События в России являются окончательным расставанием с идеологией. Под идеологией я буду понимать стиль мышления, характерный для XIX-XX веков. Он состоит в особом способе наделения индивида действительностью: человек действителен не сам по себе, как личность, а как часть какого-то сверхсубъекта истории (народа, империи, пролетариата или свободного рынка). Человек тем больше подлинен, чем больше он оказывается воплощением исторического смысла в качестве представителя Субъекта мировой воли, законов истории и общества или, в меньшем масштабе, частью среды, за которой признается значимость.

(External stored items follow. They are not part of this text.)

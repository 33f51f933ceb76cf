//! # Collator — Padding das Linhas em Tensores
//!
//! Recebe as linhas do tokenizador (comprimentos variáveis) e monta um batch com
//! comprimento fixo `L = maior_contexto + 2M`. O contexto ocupa o começo da
//! linha; os marcadores vão para os blocos definidos pelo [`MarkerLayout`].
//!
//! ## Máscara de atenção (L × L por linha)
//!
//! - Tokens de contexto atendem a todo o contexto.
//! - O marcador de início `i` atende ao contexto, a si mesmo e ao marcador de fim `i`.
//! - O marcador de fim `i` atende ao contexto, a si mesmo e ao marcador de início `i`.
//! - Posições de padding não atendem a nada.
//!
//! Assim cada par de marcadores enxerga a sentença inteira, mas não os outros spans.

use ndarray::{Array2, Array3};

use crate::error::{Result, SpanError};
use crate::layout::MarkerLayout;
use crate::tokenizer::{TokenizedRow, PAD_ID};

/// Tensores de entrada de um batch já com padding.
#[derive(Debug, Clone, PartialEq)]
pub struct Batch {
    /// `batch × L`
    pub input_ids: Array2<u32>,
    /// `batch × L`
    pub position_ids: Array2<u32>,
    /// `batch × L × L`; `mask[b, i, j]` indica se a posição `i` atende à posição `j`.
    pub attention_mask: Array3<bool>,
    /// Número de spans reais de cada linha (o restante dos slots é padding).
    pub num_spans: Vec<usize>,
}

impl Batch {
    pub fn rows(&self) -> usize {
        self.input_ids.nrows()
    }

    pub fn seq_len(&self) -> usize {
        self.input_ids.ncols()
    }
}

#[derive(Debug, Clone, Copy)]
pub struct MarkerCollator {
    layout: MarkerLayout,
}

impl MarkerCollator {
    pub fn new(layout: MarkerLayout) -> Self {
        Self { layout }
    }

    pub fn layout(&self) -> MarkerLayout {
        self.layout
    }

    pub fn collate(&self, rows: &[TokenizedRow]) -> Result<Batch> {
        if rows.is_empty() {
            return Err(SpanError::shape("batch sem linhas"));
        }

        let max_context = rows.iter().map(|r| r.context_len).max().unwrap_or(0);
        let seq_len = self.layout.sequence_len(max_context);

        let mut input_ids = Array2::from_elem((rows.len(), seq_len), PAD_ID);
        let mut position_ids = Array2::zeros((rows.len(), seq_len));
        let mut attention_mask = Array3::from_elem((rows.len(), seq_len, seq_len), false);

        for (b, row) in rows.iter().enumerate() {
            self.check_row(row)?;
            let ctx = row.context_len;

            for i in 0..ctx {
                input_ids[[b, i]] = row.input_ids[i];
                position_ids[[b, i]] = row.position_ids[i];
                for j in 0..ctx {
                    attention_mask[[b, i, j]] = true;
                }
            }

            for slot in 0..row.num_spans {
                let start = self.layout.start_position(seq_len, slot)?;
                let end = self.layout.end_position(seq_len, slot)?;
                let src_start = ctx + slot;
                let src_end = ctx + row.num_spans + slot;

                input_ids[[b, start]] = row.input_ids[src_start];
                position_ids[[b, start]] = row.position_ids[src_start];
                input_ids[[b, end]] = row.input_ids[src_end];
                position_ids[[b, end]] = row.position_ids[src_end];

                for marker in [start, end] {
                    for j in 0..ctx {
                        attention_mask[[b, marker, j]] = true;
                    }
                    attention_mask[[b, marker, start]] = true;
                    attention_mask[[b, marker, end]] = true;
                }
            }
        }

        Ok(Batch {
            input_ids,
            position_ids,
            attention_mask,
            num_spans: rows.iter().map(|r| r.num_spans).collect(),
        })
    }

    fn check_row(&self, row: &TokenizedRow) -> Result<()> {
        if row.num_spans > self.layout.marker_count {
            return Err(SpanError::shape(format!(
                "linha com {} spans excede {} marcadores",
                row.num_spans, self.layout.marker_count
            )));
        }
        let expected = row.context_len + 2 * row.num_spans;
        if row.input_ids.len() != expected || row.position_ids.len() != expected {
            return Err(SpanError::shape(format!(
                "linha com {} ids, esperado {expected}",
                row.input_ids.len()
            )));
        }
        Ok(())
    }
}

Начало заката идеологического стиля мышления приходится на конец 60-х годов. Его прекрасно описали киноведы Марианна Киреева и Евгений Марголит на примере советского кинематографа. В 20-60-е годы основным сюжетом советского кино была утопия, построение идеального мира, и кинематограф «буквально воспринимался как чертеж, который надлежало воплотить в реальность». Идеал режиссеров этого периода – всеобщее братство: «А враг - не буржуй или, вернее, не просто буржуй. Враг - тот, кто видит свою задачу в разъединении этого общего целого. … От 25-го до 66-го речь идет об одном и том же - о всенародной тоске по братству. Пока эта тоска существует, культура жива и народ существует как единое целое». В 70-е и 80-е годы идея братства постепенно исчезает. Чувство общности ограничивается частной жизнью. Общность съеживается до небольшого личностного пространства: «нет другой жизни, зато может быть другой человек. Частная жизнь непременным условием выдвигает существование другого, который вдруг оказывается своим» (Голый нерв реальности // Эксперт. 2007. № 19, 21-27 мая.)

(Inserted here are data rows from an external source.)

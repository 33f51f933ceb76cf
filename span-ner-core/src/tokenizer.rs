//! # Tokenizador com Marcadores de Span
//!
//! Transforma uma sentença em linhas empacotadas prontas para o collator.
//! Cada palavra vira um token (vocabulário por hashing) e cada span candidato
//! ganha um par de marcadores (início/fim) no fim da sequência:
//!
//! ```text
//! "Tim Cook became CEO"
//!
//! input_ids:    [CLS] tim cook became ceo [SEP] | <s> <s> ... | </s> </s> ...
//! position_ids:   0    1    2     3     4    5  |  1   1  ... |   1    2  ...
//!                                                  (0,1) (0,2)    (0,1) (0,2)
//! ```
//!
//! O marcador de início recebe o `position_id` da primeira palavra do span e o de
//! fim, o da última palavra. Quando há mais spans candidatos que `M` marcadores,
//! a sentença é dividida em várias linhas com o mesmo contexto.
//!
//! ## Palavras e offsets
//!
//! Texto bruto é dividido nas fronteiras de palavra Unicode (`unicode-segmentation`),
//! descartando espaços. Palavras pré-tokenizadas são usadas como estão, com offsets
//! calculados como se estivessem unidas por um único espaço. Offsets de caractere
//! são contados em escalares Unicode; os offsets de byte servem para fatiar o texto.

use serde::{Deserialize, Serialize};
use tracing::warn;
use unicode_segmentation::UnicodeSegmentation;

use crate::config::SpanConfig;
use crate::error::{Result, SpanError};
use crate::layout::MarkerLayout;

pub const PAD_ID: u32 = 0;
pub const CLS_ID: u32 = 1;
pub const SEP_ID: u32 = 2;
pub const START_MARKER_ID: u32 = 3;
pub const END_MARKER_ID: u32 = 4;
/// Primeiro id disponível para palavras do vocabulário.
pub const FIRST_WORD_ID: u32 = 5;

/// Uma sentença de entrada: texto bruto ou lista de palavras.
#[derive(Debug, Clone, PartialEq, Eq, Serialize, Deserialize)]
#[serde(untagged)]
pub enum Sentence {
    Text(String),
    Words(Vec<String>),
}

impl Sentence {
    pub fn is_empty(&self) -> bool {
        match self {
            Sentence::Text(text) => text.trim().is_empty(),
            Sentence::Words(words) => words.is_empty(),
        }
    }
}

/// Uma palavra com suas posições no texto original.
#[derive(Debug, Clone, PartialEq, Eq, Serialize, Deserialize)]
pub struct Word {
    pub text: String,
    /// Offset de caractere inicial (inclusivo).
    pub char_start: usize,
    /// Offset de caractere final (exclusivo).
    pub char_end: usize,
    pub byte_start: usize,
    pub byte_end: usize,
}

/// Uma linha do batch, antes do padding.
///
/// `input_ids` e `position_ids` contêm o contexto seguido de `num_spans`
/// marcadores de início e `num_spans` marcadores de fim.
#[derive(Debug, Clone, PartialEq, Eq)]
pub struct TokenizedRow {
    pub input_ids: Vec<u32>,
    pub position_ids: Vec<u32>,
    pub context_len: usize,
    pub num_spans: usize,
}

/// Resultado da tokenização de uma sentença.
#[derive(Debug, Clone, PartialEq)]
pub struct TokenizedSentence {
    pub rows: Vec<TokenizedRow>,
    pub num_words: usize,
    pub words: Vec<Word>,
    /// Spans candidatos na mesma ordem em que ocupam os slots das linhas.
    pub spans: Vec<(usize, usize)>,
}

impl TokenizedSentence {
    /// Offsets de caractere `(início, fim)` da palavra `word_index`.
    pub fn word_to_chars(&self, word_index: usize) -> Result<(usize, usize)> {
        self.words
            .get(word_index)
            .map(|w| (w.char_start, w.char_end))
            .ok_or_else(|| {
                SpanError::tokenizer(format!(
                    "palavra {word_index} fora do intervalo 0..{}",
                    self.words.len()
                ))
            })
    }

    /// Verifica que todo span é `[início, fim)` não vazio dentro de `0..num_words`.
    pub fn check_spans(&self) -> Result<()> {
        match self
            .spans
            .iter()
            .find(|&&(start, end)| start >= end || end > self.num_words)
        {
            Some(&(start, end)) => Err(SpanError::tokenizer(format!(
                "span inválido ({start}, {end}) para {} palavras",
                self.num_words
            ))),
            None => Ok(()),
        }
    }

    /// Offsets de byte `(início, fim)` da palavra `word_index`.
    pub fn word_to_bytes(&self, word_index: usize) -> Result<(usize, usize)> {
        self.words
            .get(word_index)
            .map(|w| (w.byte_start, w.byte_end))
            .ok_or_else(|| SpanError::tokenizer(format!("palavra {word_index} inexistente")))
    }
}

/// Colaborador que converte sentenças em linhas com marcadores.
///
/// Os spans devolvidos devem satisfazer `início < fim <= num_words`; o pipeline
/// rejeita qualquer outro com [`SpanError::Tokenizer`].
pub trait SpanTokenizer: Send + Sync {
    fn tokenize(&self, sentence: &Sentence) -> Result<TokenizedSentence>;

    /// Layout de marcadores usado para montar as linhas.
    fn layout(&self) -> MarkerLayout;

    /// Spans candidatos para `num_words` palavras.
    fn candidate_spans(&self, num_words: usize, entity_max_length: usize) -> Vec<(usize, usize)> {
        candidate_spans(num_words, entity_max_length)
    }
}

/// Enumera todos os spans `[início, fim)` com até `entity_max_length` palavras.
///
/// Ordem: por início crescente e, para cada início, por fim crescente.
pub fn candidate_spans(num_words: usize, entity_max_length: usize) -> Vec<(usize, usize)> {
    let mut spans = Vec::new();
    for start in 0..num_words {
        let last = num_words.min(start + entity_max_length);
        for end in (start + 1)..=last {
            spans.push((start, end));
        }
    }
    spans
}

/// Divide texto bruto em palavras nas fronteiras Unicode, ignorando espaços.
pub fn split_words(text: &str) -> Vec<Word> {
    let mut words = Vec::new();
    let mut char_pos = 0;

    for (byte_start, segment) in text.split_word_bound_indices() {
        let len = segment.chars().count();
        if !segment.chars().all(char::is_whitespace) {
            words.push(Word {
                text: segment.to_string(),
                char_start: char_pos,
                char_end: char_pos + len,
                byte_start,
                byte_end: byte_start + segment.len(),
            });
        }
        char_pos += len;
    }
    words
}

/// Offsets de palavras pré-tokenizadas, como se unidas por um espaço.
pub fn join_words(words: &[String]) -> Vec<Word> {
    let mut result = Vec::with_capacity(words.len());
    let mut char_pos = 0;
    let mut byte_pos = 0;
    for word in words {
        let chars = word.chars().count();
        result.push(Word {
            text: word.clone(),
            char_start: char_pos,
            char_end: char_pos + chars,
            byte_start: byte_pos,
            byte_end: byte_pos + word.len(),
        });
        char_pos += chars + 1;
        byte_pos += word.len() + 1;
    }
    result
}

/// Tokenizador de referência: uma palavra = um token, ids por hashing FNV-1a.
#[derive(Debug, Clone)]
pub struct WordTokenizer {
    vocab_size: u32,
    layout: MarkerLayout,
    entity_max_length: usize,
    model_max_length: usize,
}

impl WordTokenizer {
    pub fn from_config(config: &SpanConfig) -> Result<Self> {
        config.validate()?;
        let vocab_size = u32::try_from(config.vocab_size)
            .map_err(|_| SpanError::config("vocab_size não cabe em u32"))?;
        Ok(Self {
            vocab_size,
            layout: config.layout()?,
            entity_max_length: config.entity_max_length,
            model_max_length: config.model_max_length,
        })
    }

    /// Id de vocabulário de uma palavra (case-insensitive).
    pub fn word_id(&self, word: &str) -> u32 {
        let mut hash: u32 = 0x811c_9dc5;
        for byte in word.to_lowercase().bytes() {
            hash ^= u32::from(byte);
            hash = hash.wrapping_mul(0x0100_0193);
        }
        FIRST_WORD_ID + hash % (self.vocab_size - FIRST_WORD_ID)
    }

    fn build_row(&self, context_ids: &[u32], spans: &[(usize, usize)]) -> TokenizedRow {
        let context_len = context_ids.len();
        let mut input_ids = Vec::with_capacity(context_len + 2 * spans.len());
        let mut position_ids = Vec::with_capacity(context_len + 2 * spans.len());

        input_ids.extend_from_slice(context_ids);
        position_ids.extend(0..context_len as u32);

        // A palavra i ocupa a posição i + 1 (depois do [CLS])
        for &(start, _) in spans {
            input_ids.push(START_MARKER_ID);
            position_ids.push(start as u32 + 1);
        }
        for &(_, end) in spans {
            input_ids.push(END_MARKER_ID);
            position_ids.push(end as u32);
        }

        TokenizedRow {
            input_ids,
            position_ids,
            context_len,
            num_spans: spans.len(),
        }
    }
}

impl SpanTokenizer for WordTokenizer {
    fn tokenize(&self, sentence: &Sentence) -> Result<TokenizedSentence> {
        let mut words = match sentence {
            Sentence::Text(text) => split_words(text),
            Sentence::Words(words) => join_words(words),
        };

        // [CLS] e [SEP] ocupam duas posições do contexto
        let max_words = self.model_max_length.saturating_sub(2);
        if max_words == 0 && !words.is_empty() {
            return Err(SpanError::tokenizer("model_max_length não comporta nenhuma palavra"));
        }
        if words.len() > max_words {
            warn!(
                total = words.len(),
                kept = max_words,
                "sentença truncada para caber em model_max_length"
            );
            words.truncate(max_words);
        }

        let num_words = words.len();
        let spans = self.candidate_spans(num_words, self.entity_max_length);

        let mut context_ids = Vec::with_capacity(num_words + 2);
        context_ids.push(CLS_ID);
        context_ids.extend(words.iter().map(|w| self.word_id(&w.text)));
        context_ids.push(SEP_ID);

        let rows = spans
            .chunks(self.layout.marker_count)
            .map(|chunk| self.build_row(&context_ids, chunk))
            .collect();

        Ok(TokenizedSentence {
            rows,
            num_words,
            words,
            spans,
        })
    }

    fn layout(&self) -> MarkerLayout {
        self.layout
    }
}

Первой жертвой обмельчания осмысленного социального пространства стало советское государство. Критическое отношение к советским ценностям и возрастающее значение частных отношений ухудшали работу и без того не очень эффективных государственных институтов. Это ухудшение порождало еще большее разочарование и, как следствие, еще большее развитие неформальных экономических и социальных связей. На рубеже 80-90-х годов был поставлен диагноз, верный лишь наполовину. Диктатура партии, отсутствие частной собственности и свободной торговли были не единственной причиной общественного кризиса. Второй причиной было идеологическое вырождение. Теперь оно стало главной, пожалуй, даже единственной.

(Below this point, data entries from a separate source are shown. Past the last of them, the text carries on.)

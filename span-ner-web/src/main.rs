//! Servidor web Axum com HTTP e WebSocket para predição de entidades por spans

use std::net::SocketAddr;
use std::sync::Arc;
use std::time::Instant;

use axum::{
    extract::{
        ws::{Message, WebSocket, WebSocketUpgrade},
        State,
    },
    http::StatusCode,
    response::{IntoResponse, Json, Response},
    routing::{get, post},
    Router,
};
use serde::{Deserialize, Serialize};
use span_ner_core::{
    HashingEncoder, ModelFile, PipelineEvent, PredictInput, Prediction, Sentence, SpanConfig, SpanError,
    SpanPipeline, WordTokenizer,
};
use tower_http::cors::{Any, CorsLayer};
use tower_http::trace::TraceLayer;
use tracing::{info, warn};

const MODEL_ENV: &str = "SPAN_NER_MODEL";
const ADDR_ENV: &str = "SPAN_NER_ADDR";
const DEFAULT_ADDR: &str = "0.0.0.0:3000";

/// Estado compartilhado da aplicação
struct AppState {
    pipeline: SpanPipeline<WordTokenizer, HashingEncoder>,
}

#[derive(Deserialize)]
struct PredictRequest {
    inputs: PredictInput,
    #[serde(default)]
    allow_overlapping: bool,
}

#[derive(Serialize)]
struct PredictResponse {
    predictions: Prediction,
    processing_ms: u64,
}

/// Mensagem WebSocket recebida do cliente
#[derive(Deserialize)]
struct WsRequest {
    sentence: Sentence,
    #[serde(default)]
    allow_overlapping: bool,
}

#[tokio::main]
async fn main() -> Result<(), Box<dyn std::error::Error>> {
    tracing_subscriber::fmt()
        .with_env_filter(
            tracing_subscriber::EnvFilter::try_from_default_env()
                .unwrap_or_else(|_| tracing_subscriber::EnvFilter::new("info")),
        )
        .init();

    let pipeline = SpanPipeline::from_model_file(load_model_file()?)?;
    let labels = pipeline.model().config().labels.len();
    let state = Arc::new(AppState { pipeline });

    let addr: SocketAddr = std::env::var(ADDR_ENV)
        .unwrap_or_else(|_| DEFAULT_ADDR.to_string())
        .parse()?;
    let listener = tokio::net::TcpListener::bind(addr).await?;
    info!(%addr, labels, "🚀 Servidor span-ner iniciado");
    axum::serve(listener, app(state)).await?;
    Ok(())
}

/// Lê o modelo de `SPAN_NER_MODEL`; sem a variável, usa o modelo de demonstração.
fn load_model_file() -> Result<ModelFile, SpanError> {
    match std::env::var(MODEL_ENV) {
        Ok(path) => {
            info!(%path, "carregando modelo");
            ModelFile::from_path(path)
        }
        Err(_) => {
            warn!("{MODEL_ENV} não definido, usando modelo de demonstração sem pesos treinados");
            Ok(demo_model_file())
        }
    }
}

fn demo_model_file() -> ModelFile {
    let mut config = SpanConfig::from_labels(&["O", "PER", "ORG", "LOC"]);
    config.hidden_size = 32;
    ModelFile {
        config,
        classifier: None,
    }
}

fn app(state: Arc<AppState>) -> Router {
    let cors = CorsLayer::new()
        .allow_origin(Any)
        .allow_methods(Any)
        .allow_headers(Any);

    Router::new()
        .route("/health", get(health_handler))
        .route("/predict", post(predict_handler))
        .route("/ws", get(ws_handler))
        .layer(TraceLayer::new_for_http())
        .layer(cors)
        .with_state(state)
}

async fn health_handler() -> impl IntoResponse {
    Json(serde_json::json!({"status": "ok"}))
}

/// Erro do pipeline como resposta JSON.
fn error_response(err: &SpanError) -> Response {
    let status = match err {
        SpanError::Tokenizer(_) => StatusCode::BAD_REQUEST,
        _ => StatusCode::INTERNAL_SERVER_ERROR,
    };
    (status, Json(serde_json::json!({"error": err.to_string()}))).into_response()
}

/// Predição via HTTP POST (sem streaming)
async fn predict_handler(State(state): State<Arc<AppState>>, Json(req): Json<PredictRequest>) -> Response {
    let start = Instant::now();

    // O pipeline é síncrono: roda fora do runtime
    let result = tokio::task::spawn_blocking(move || {
        state.pipeline.predict_par(&req.inputs, req.allow_overlapping)
    })
    .await;

    match result {
        Ok(Ok(predictions)) => Json(PredictResponse {
            predictions,
            processing_ms: start.elapsed().as_millis() as u64,
        })
        .into_response(),
        Ok(Err(err)) => {
            warn!(error = %err, "falha na predição");
            error_response(&err)
        }
        Err(err) => (
            StatusCode::INTERNAL_SERVER_ERROR,
            Json(serde_json::json!({"error": err.to_string()})),
        )
            .into_response(),
    }
}

/// Upgrade HTTP → WebSocket
async fn ws_handler(ws: WebSocketUpgrade, State(state): State<Arc<AppState>>) -> impl IntoResponse {
    ws.on_upgrade(move |socket| handle_websocket(socket, state))
}

/// Recebe uma sentença por mensagem e devolve os eventos do pipeline, um por mensagem.
///
/// Aceita `{"sentence": ..., "allow_overlapping": ...}` ou texto puro.
async fn handle_websocket(mut socket: WebSocket, state: Arc<AppState>) {
    info!("WebSocket conectado");

    while let Some(Ok(msg)) = socket.recv().await {
        match msg {
            Message::Text(text) => {
                let req = serde_json::from_str::<WsRequest>(&text).unwrap_or_else(|_| WsRequest {
                    sentence: Sentence::Text(text.trim().to_string()),
                    allow_overlapping: false,
                });
                if req.sentence.is_empty() {
                    continue;
                }

                let (tx, rx) = std::sync::mpsc::channel::<PipelineEvent>();
                let state = Arc::clone(&state);
                let handle = tokio::task::spawn_blocking(move || {
                    state
                        .pipeline
                        .predict_one_streaming(&req.sentence, req.allow_overlapping, tx);
                });
                if let Err(err) = handle.await {
                    warn!(error = %err, "pipeline interrompido");
                }

                // O pipeline já terminou: todos os eventos estão no canal
                let events: Vec<PipelineEvent> = rx.try_iter().collect();
                for event in &events {
                    if let Ok(json) = serde_json::to_string(event) {
                        if socket.send(Message::Text(json)).await.is_err() {
                            return; // cliente desconectou
                        }
                    }
                }
            }
            Message::Close(_) => {
                info!("WebSocket desconectado");
                return;
            }
            Message::Ping(payload) => {
                let _ = socket.send(Message::Pong(payload)).await;
            }
            _ => {}
        }
    }
}

#[cfg(test)]
mod tests {
    use super::*;
    use axum::body::Body;
    use axum::http::Request;
    use tower::ServiceExt;

    fn test_app() -> Router {
        let pipeline = SpanPipeline::from_model_file(demo_model_file()).unwrap();
        app(Arc::new(AppState { pipeline }))
    }

    async fn body_json(response: Response) -> serde_json::Value {
        let bytes = axum::body::to_bytes(response.into_body(), usize::MAX).await.unwrap();
        serde_json::from_slice(&bytes).unwrap()
    }

    fn post_predict(body: serde_json::Value) -> Request<Body> {
        Request::builder()
            .method("POST")
            .uri("/predict")
            .header("content-type", "application/json")
            .body(Body::from(body.to_string()))
            .unwrap()
    }

    #[tokio::test]
    async fn test_health() {
        let response = test_app()
            .oneshot(Request::builder().uri("/health").body(Body::empty()).unwrap())
            .await
            .unwrap();
        assert_eq!(response.status(), StatusCode::OK);
        assert_eq!(body_json(response).await["status"], "ok");
    }

    #[tokio::test]
    async fn test_predict_single_text() {
        let response = test_app()
            .oneshot(post_predict(serde_json::json!({"inputs": "Lula visitou Recife"})))
            .await
            .unwrap();
        assert_eq!(response.status(), StatusCode::OK);
        let json = body_json(response).await;
        // modelo de demonstração sem pesos: nenhuma entidade
        assert_eq!(json["predictions"], serde_json::json!([]));
        assert!(json["processing_ms"].is_u64());
    }

    #[tokio::test]
    async fn test_predict_batch_keeps_shape() {
        let body = serde_json::json!({
            "inputs": ["Lula visitou Recife", "Tim Cook"],
            "allow_overlapping": true
        });
        let response = test_app().oneshot(post_predict(body)).await.unwrap();
        assert_eq!(response.status(), StatusCode::OK);
        assert_eq!(body_json(response).await["predictions"], serde_json::json!([[], []]));
    }

    #[tokio::test]
    async fn test_predict_rejects_malformed_body() {
        let response = test_app()
            .oneshot(post_predict(serde_json::json!({"inputs": 42})))
            .await
            .unwrap();
        assert!(response.status().is_client_error());
    }

    #[test]
    fn test_error_status_mapping() {
        let response = error_response(&SpanError::tokenizer("frase longa"));
        assert_eq!(response.status(), StatusCode::BAD_REQUEST);
        let response = error_response(&SpanError::shape("L < 2M"));
        assert_eq!(response.status(), StatusCode::INTERNAL_SERVER_ERROR);
    }
}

После крушения СССР появилось некоторое число независимых индивидов, которые самостоятельно создавали свою жизнь, свое дело. Но не они определяли возникающий порядок. Постсоветские социальные и экономические отношения прежде всего складывались на социальном наследии 80-х годов. Единственное, что еще было прочным, на что можно положиться – это семейственность и другие близкие связи, основанные на взаимных частных интересах. Семейственность и дружба – хорошее чувство в частном кругу родных и близких, но когда на нем выстраиваются общественные практики, это приводит к клановости и коррупции. Подавляющее большинство россиян, не входившие ни в какие кланы и группы по интересам, оказались брошенными на произвол судьбы. Путин улучшил социальную ситуацию, однако на путях, которые были не историческим развитием, а историческим регрессом. Этот регресс он теперь защищает в своих предвыборных статьях. Путин хотел бы основать российское государство на возрождении великой идеологии вроде идеологии многонационального советского народа. Но возвращение в прежнюю историческую эпоху невозможно. Эта невозможность также означает, что протест, разрушающий нынешний режим, не является по своему характеру повторением возмущения, которое опрокинуло Советский Союз.

Экономист Михаил Делягин озаглавил свою статью, посвященную митингам, «Сегодня в России родилась политическая нация». Наверное, Михаил Делягин хорошо знает экономику, но он плохо разбирается в политической истории. Характерной чертой политической нации являлся политический суверенитет народа. Его суть выражена в принятой во время Великой французской революции «Декларации прав человека и гражданина»: «Источник верховной власти принадлежит нации. А нация не признает ничьей власти на земле, кроме своей собственной, и не признает ничьего закона, кроме своего, - никаких правителей или других наций». Российский народ стал политической нацией в 1917 году. (Аргументы за то, что ее устройство было несовершенным, малоэффективным и репрессивным, не являются аргументами в пользу того, что ее вовсе не было.) Сейчас происходит смена субъекта политической нации. Во времена СССР им был советский народ, а коммунистическая партия - «концентрированным выражением» его суверенитета и интересов. В последние двадцать лет российская политическая нация деградировала, реальными субъектами российского общества являются преимущественно субъекты кланов и частных неформальных отношений. В наши дни возникает новый субъект нации – им становится политическая личность.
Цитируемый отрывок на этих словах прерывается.